Now let me be clear, this is not a snarling, one step away from mauling, Kujo wannabee dog. Angie wanted to play, which to be honest is what she wants to do all the time (even, say 4 AM). My children have played with her often, and they were certainly in no danger at this point. Yet even so, I could already picture my therapist's office somewhere in my child's future, where she would be recalling this incident....

"...And I'll never forget it. They kept telling me to run... run faster... run, run, run! I don't know why they wanted me to run. The dog was chased me and all they did was tell me to run. And the were laughing. Laughing! How could they be laughing?" At this point my now grown child breaks down. The therapist offers the tissue box, and she circles the word "laughing" in her notes.

Of course, the dogs were sent outside to chase one another or (more likely) bark under the fence at the neighbor's dogs. We explained everything was fine, there was nothing to be afraid of, Angie was just playing, yadda yadda yadda, and all was right with the world again.

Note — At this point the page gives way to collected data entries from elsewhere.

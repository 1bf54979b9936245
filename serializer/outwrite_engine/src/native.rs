//! The native format: a self-describing RON encoding of [`Value`].
//!
//! Every value is tagged with its variant and records keep their type name,
//! so [`decode`] reproduces exactly what [`encode`] was given.
//!
//! ``` rust
//! use outwrite_engine::{native, Options};
//! use outwrite_value::{Record, Value};
//!
//! let record = Value::Record(Record::new(
//!     "Point",
//!     [("x".to_owned(), Value::from(1))].into_iter().collect(),
//! ));
//!
//! let text = native::encode(&record, Options::empty()).unwrap();
//! assert_eq!(native::decode(&text).unwrap(), record);
//! ```

use outwrite_value::Value;
use ron::ser::PrettyConfig;

use crate::Options;

/// An error occurs when decoding malformed native text.
#[derive(Debug, thiserror::Error)]
#[error("malformed native encoding: {0}")]
pub struct DecodeError(#[from] ron::error::SpannedError);

/// Encodes the value; [`Options::PRETTY_PRINT`] spreads collections over
/// indented lines.
///
/// # Errors
///
/// Returns the RON serializer's error; it does not occur for values built
/// through this crate.
pub fn encode(value: &Value, options: Options) -> Result<String, ron::Error> {
    if options.contains(Options::PRETTY_PRINT) {
        ron::ser::to_string_pretty(value, PrettyConfig::new())
    } else {
        ron::to_string(value)
    }
}

/// Decodes text produced by [`encode`].
///
/// # Errors
///
/// Returns [`DecodeError`] if the text is not a native encoding of a
/// [`Value`].
pub fn decode(text: &str) -> Result<Value, DecodeError> {
    Ok(ron::from_str(text)?)
}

Except for the screaming night terrors.

*Yeah, that is two GB quotes in a row, from the same song no less. It's just stuck in my brain....

22 April 2008

Yeah, still the same

    When you see me coming run
    Before you see what I’m running from
    No time for question asking time is passing by
      Gnarls Barkley

I have no specific reasons for not blogging - just haven't. Maybe I just needed to overcome the inertia. If this doesn't get you going, I'm not sure what will. The first single from the new Gnarls Barkley album:

P.S. To ivorybillchick, don, and rob s.: Thanks. It's nice to know you're missed.